§ **Exercise directions**
Exactly reproduce the data from its first line through the line with "calls a local", leaving out every line after it.

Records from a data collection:
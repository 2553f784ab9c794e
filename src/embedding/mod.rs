//! Concrete embedding providers.
//!
//! Implementations of [`EmbeddingProvider`]:
//! - **[`DisabledProvider`]**: always errors; used when embeddings are not configured.
//! - **[`OpenAIProvider`]**: calls the OpenAI embeddings API with retry and backoff.
//! - **[`OllamaProvider`]**: calls a local Ollama instance's `/api/embed` endpoint.
//! - **`LocalProvider`**: runs models in-process via fastembed; no network calls after
//!   the model download.
//!
//! # Provider Selection
//!
//! ```rust,no_run
//! # use rag_harness::config::EmbeddingConfig;
//! # use rag_harness::embedding::create_provider;
//! let config = EmbeddingConfig {
//!     provider: "disabled".to_string(),
//!     ..EmbeddingConfig::default()
//! };
//! let provider = create_provider(&config).unwrap();
//! assert_eq!(provider.model_name(), "disabled");
//! ```
//!
//! # Retry Strategy
//!
//! The OpenAI and Ollama providers use exponential backoff for transient errors:
//! - HTTP 429 (rate limited) and 5xx (server error) → retry
//! - HTTP 4xx (client error, not 429) → fail immediately
//! - Network errors → retry
//! - Backoff: 1s, 2s, 4s, 8s, 16s, 32s (capped at 2^5)

use anyhow::{bail, Result};
use async_trait::async_trait;
use std::time::Duration;

pub use rag_harness_core::embedding::EmbeddingProvider;

use crate::config::EmbeddingConfig;

const DEFAULT_OLLAMA_URL: &str = "http://localhost:11434";
const DEFAULT_LOCAL_MODEL: &str = "all-minilm-l6-v2";

// ============ Disabled Provider ============

/// Provider that refuses every request.
pub struct DisabledProvider;

/// Model name reported by [`DisabledProvider`].
pub const DISABLED_MODEL: &str = "disabled";

/// Whether `provider` is the disabled placeholder.
pub fn is_disabled(provider: &dyn EmbeddingProvider) -> bool {
    provider.model_name() == DISABLED_MODEL
}

#[async_trait]
impl EmbeddingProvider for DisabledProvider {
    fn model_name(&self) -> &str {
        DISABLED_MODEL
    }
    fn dims(&self) -> usize {
        0
    }
    async fn embed(&self, _texts: &[String]) -> Result<Vec<Vec<f32>>> {
        bail!("Embedding provider is disabled")
    }
}

// ============ HTTP retry loop ============

/// POST `body` to `url`, retrying 429/5xx/network failures with
/// exponential backoff, and return the parsed JSON body.
async fn post_with_retry(
    client: &reqwest::Client,
    url: &str,
    bearer: Option<&str>,
    body: &serde_json::Value,
    max_retries: u32,
    label: &str,
) -> Result<serde_json::Value> {
    let mut last_err = None;

    for attempt in 0..=max_retries {
        if attempt > 0 {
            let delay = Duration::from_secs(1 << (attempt - 1).min(5));
            tracing::debug!(provider = label, attempt, ?delay, "retrying embedding request");
            tokio::time::sleep(delay).await;
        }

        let mut req = client
            .post(url)
            .header("Content-Type", "application/json")
            .json(body);
        if let Some(token) = bearer {
            req = req.header("Authorization", format!("Bearer {}", token));
        }

        match req.send().await {
            Ok(response) => {
                let status = response.status();

                if status.is_success() {
                    return Ok(response.json().await?);
                }

                let body_text = response.text().await.unwrap_or_default();
                if status.as_u16() == 429 || status.is_server_error() {
                    last_err = Some(anyhow::anyhow!(
                        "{} API error {}: {}",
                        label,
                        status,
                        body_text
                    ));
                    continue;
                }

                bail!("{} API error {}: {}", label, status, body_text);
            }
            Err(e) => {
                last_err = Some(anyhow::anyhow!("{} connection error ({}): {}", label, url, e));
                continue;
            }
        }
    }

    Err(last_err.unwrap_or_else(|| anyhow::anyhow!("{} embedding failed after retries", label)))
}

fn json_vector(value: &serde_json::Value) -> Result<Vec<f32>> {
    value
        .as_array()
        .ok_or_else(|| anyhow::anyhow!("embedding is not an array"))?
        .iter()
        .enumerate()
        .map(|(i, v)| {
            v.as_f64()
                .map(|x| x as f32)
                .ok_or_else(|| anyhow::anyhow!("embedding element {} is not a number: {}", i, v))
        })
        .collect()
}

// ============ OpenAI Provider ============

/// Embedding provider using `POST https://api.openai.com/v1/embeddings`.
///
/// Requires `OPENAI_API_KEY`; its absence is a construction error.
pub struct OpenAIProvider {
    model: String,
    dims: usize,
    api_key: String,
    max_retries: u32,
    client: reqwest::Client,
}

impl OpenAIProvider {
    pub fn new(config: &EmbeddingConfig) -> Result<Self> {
        let model = config
            .model
            .clone()
            .ok_or_else(|| anyhow::anyhow!("embedding.model required for OpenAI provider"))?;
        let dims = config
            .dims
            .ok_or_else(|| anyhow::anyhow!("embedding.dims required for OpenAI provider"))?;
        let api_key = std::env::var("OPENAI_API_KEY")
            .map_err(|_| anyhow::anyhow!("OPENAI_API_KEY environment variable not set"))?;
        let client = reqwest::Client::builder()
            .timeout(Duration::from_secs(config.timeout_secs))
            .build()?;

        Ok(Self {
            model,
            dims,
            api_key,
            max_retries: config.max_retries,
            client,
        })
    }
}

#[async_trait]
impl EmbeddingProvider for OpenAIProvider {
    fn model_name(&self) -> &str {
        &self.model
    }
    fn dims(&self) -> usize {
        self.dims
    }

    async fn embed(&self, texts: &[String]) -> Result<Vec<Vec<f32>>> {
        let body = serde_json::json!({
            "model": self.model,
            "input": texts,
        });
        let json = post_with_retry(
            &self.client,
            "https://api.openai.com/v1/embeddings",
            Some(&self.api_key),
            &body,
            self.max_retries,
            "OpenAI",
        )
        .await?;
        parse_openai_response(&json)
    }
}

/// Extract `data[].embedding`, ordered by `data[].index`.
fn parse_openai_response(json: &serde_json::Value) -> Result<Vec<Vec<f32>>> {
    let data = json
        .get("data")
        .and_then(|d| d.as_array())
        .ok_or_else(|| anyhow::anyhow!("Invalid OpenAI response: missing data array"))?;

    let mut indexed = Vec::with_capacity(data.len());
    for (pos, item) in data.iter().enumerate() {
        let index = item
            .get("index")
            .and_then(|i| i.as_u64())
            .map(|i| i as usize)
            .unwrap_or(pos);
        let embedding = item
            .get("embedding")
            .ok_or_else(|| anyhow::anyhow!("Invalid OpenAI response: missing embedding"))?;
        indexed.push((index, json_vector(embedding)?));
    }

    indexed.sort_by_key(|(i, _)| *i);
    Ok(indexed.into_iter().map(|(_, v)| v).collect())
}

// ============ Ollama Provider ============

/// Embedding provider using a local Ollama instance (`POST /api/embed`).
pub struct OllamaProvider {
    model: String,
    dims: usize,
    url: String,
    max_retries: u32,
    client: reqwest::Client,
}

impl OllamaProvider {
    pub fn new(config: &EmbeddingConfig) -> Result<Self> {
        let model = config
            .model
            .clone()
            .ok_or_else(|| anyhow::anyhow!("embedding.model required for Ollama provider"))?;
        let dims = config
            .dims
            .ok_or_else(|| anyhow::anyhow!("embedding.dims required for Ollama provider"))?;
        let url = config
            .url
            .clone()
            .unwrap_or_else(|| DEFAULT_OLLAMA_URL.to_string());
        let client = reqwest::Client::builder()
            .timeout(Duration::from_secs(config.timeout_secs))
            .build()?;

        Ok(Self {
            model,
            dims,
            url,
            max_retries: config.max_retries,
            client,
        })
    }
}

#[async_trait]
impl EmbeddingProvider for OllamaProvider {
    fn model_name(&self) -> &str {
        &self.model
    }
    fn dims(&self) -> usize {
        self.dims
    }

    async fn embed(&self, texts: &[String]) -> Result<Vec<Vec<f32>>> {
        let body = serde_json::json!({
            "model": self.model,
            "input": texts,
        });
        let json = post_with_retry(
            &self.client,
            &format!("{}/api/embed", self.url.trim_end_matches('/')),
            None,
            &body,
            self.max_retries,
            "Ollama",
        )
        .await?;
        parse_ollama_response(&json)
    }
}

fn parse_ollama_response(json: &serde_json::Value) -> Result<Vec<Vec<f32>>> {
    json.get("embeddings")
        .and_then(|e| e.as_array())
        .ok_or_else(|| anyhow::anyhow!("Invalid Ollama response: missing embeddings array"))?
        .iter()
        .map(json_vector)
        .collect()
}

// ============ Local Provider (fastembed) ============

/// `(model name, dims)` for the local provider, inferring dims from the
/// model when not configured.
pub fn resolve_local_model(config: &EmbeddingConfig) -> (String, usize) {
    let model_name = config
        .model
        .clone()
        .unwrap_or_else(|| DEFAULT_LOCAL_MODEL.to_string());

    let dims = config.dims.unwrap_or(match model_name.as_str() {
        "bge-base-en-v1.5" => 768,
        "bge-large-en-v1.5" => 1024,
        "nomic-embed-text-v1" | "nomic-embed-text-v1.5" => 768,
        "multilingual-e5-base" => 768,
        "multilingual-e5-large" => 1024,
        _ => 384,
    });

    (model_name, dims)
}

/// In-process embeddings via fastembed.
///
/// The model is downloaded from Hugging Face on first use, cached on disk,
/// and kept loaded for the life of the provider. Inference runs on the
/// blocking thread pool.
#[cfg(feature = "local-embeddings-fastembed")]
pub struct LocalProvider {
    model_name: String,
    dims: usize,
    batch_size: usize,
    model: std::sync::Arc<std::sync::Mutex<Option<fastembed::TextEmbedding>>>,
}

#[cfg(feature = "local-embeddings-fastembed")]
impl LocalProvider {
    pub fn new(config: &EmbeddingConfig) -> Result<Self> {
        let (model_name, dims) = resolve_local_model(config);
        // Fail on unknown model names at startup, not on first embed.
        config_to_fastembed_model(&model_name)?;
        Ok(Self {
            model_name,
            dims,
            batch_size: config.batch_size,
            model: Default::default(),
        })
    }
}

#[cfg(feature = "local-embeddings-fastembed")]
fn config_to_fastembed_model(name: &str) -> Result<fastembed::EmbeddingModel> {
    match name {
        "all-minilm-l6-v2" => Ok(fastembed::EmbeddingModel::AllMiniLML6V2),
        "bge-small-en-v1.5" => Ok(fastembed::EmbeddingModel::BGESmallENV15),
        "bge-base-en-v1.5" => Ok(fastembed::EmbeddingModel::BGEBaseENV15),
        "bge-large-en-v1.5" => Ok(fastembed::EmbeddingModel::BGELargeENV15),
        "nomic-embed-text-v1" => Ok(fastembed::EmbeddingModel::NomicEmbedTextV1),
        "nomic-embed-text-v1.5" => Ok(fastembed::EmbeddingModel::NomicEmbedTextV15),
        "multilingual-e5-small" => Ok(fastembed::EmbeddingModel::MultilingualE5Small),
        "multilingual-e5-base" => Ok(fastembed::EmbeddingModel::MultilingualE5Base),
        "multilingual-e5-large" => Ok(fastembed::EmbeddingModel::MultilingualE5Large),
        other => bail!(
            "Unknown local embedding model: '{}'. Supported models: \
             all-minilm-l6-v2, bge-small-en-v1.5, bge-base-en-v1.5, bge-large-en-v1.5, \
             nomic-embed-text-v1, nomic-embed-text-v1.5, \
             multilingual-e5-small, multilingual-e5-base, multilingual-e5-large",
            other
        ),
    }
}

#[cfg(feature = "local-embeddings-fastembed")]
#[async_trait]
impl EmbeddingProvider for LocalProvider {
    fn model_name(&self) -> &str {
        &self.model_name
    }
    fn dims(&self) -> usize {
        self.dims
    }

    async fn embed(&self, texts: &[String]) -> Result<Vec<Vec<f32>>> {
        let model_id = config_to_fastembed_model(&self.model_name)?;
        let slot = self.model.clone();
        let batch_size = self.batch_size;
        let texts = texts.to_vec();

        tokio::task::spawn_blocking(move || {
            let mut guard = slot
                .lock()
                .map_err(|_| anyhow::anyhow!("local embedding model lock poisoned"))?;
            if guard.is_none() {
                tracing::info!(model = ?model_id, "loading local embedding model");
                let model = fastembed::TextEmbedding::try_new(
                    fastembed::InitOptions::new(model_id).with_show_download_progress(true),
                )
                .map_err(|e| anyhow::anyhow!("Failed to initialize local embedding model: {}", e))?;
                *guard = Some(model);
            }
            let model = guard
                .as_mut()
                .ok_or_else(|| anyhow::anyhow!("local embedding model not loaded"))?;
            model
                .embed(texts, Some(batch_size))
                .map_err(|e| anyhow::anyhow!("Local embedding failed: {}", e))
        })
        .await?
    }
}

/// Create the [`EmbeddingProvider`] named by `config.provider`.
///
/// | Config Value | Provider |
/// |-------------|----------|
/// | `"disabled"` | [`DisabledProvider`] |
/// | `"openai"` | [`OpenAIProvider`] |
/// | `"ollama"` | [`OllamaProvider`] |
/// | `"local"` | `LocalProvider` (requires the `local-embeddings-fastembed` feature) |
pub fn create_provider(config: &EmbeddingConfig) -> Result<Box<dyn EmbeddingProvider>> {
    match config.provider.as_str() {
        "disabled" => Ok(Box::new(DisabledProvider)),
        "openai" => Ok(Box::new(OpenAIProvider::new(config)?)),
        "ollama" => Ok(Box::new(OllamaProvider::new(config)?)),
        #[cfg(feature = "local-embeddings-fastembed")]
        "local" => Ok(Box::new(LocalProvider::new(config)?)),
        #[cfg(not(feature = "local-embeddings-fastembed"))]
        "local" => bail!("Local embedding provider requires --features local-embeddings-fastembed"),
        other => bail!("Unknown embedding provider: {}", other),
    }
}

§ **Solved problem**
repository 2553f784ab9c794e
filename src/embedding/mod.rs
//! Concrete embedding providers.
//!
//! Implementations of [`EmbeddingProvider`]:
//! - **[`DisabledProvider`]**: always errors; used when embeddings are not configured.
//! - **[`OpenAIProvider`]**: calls the OpenAI embeddings API with retry and backoff.
//! - **[`OllamaProvider`]**: calls a local Ollama instance's `/api/embed` endpoint.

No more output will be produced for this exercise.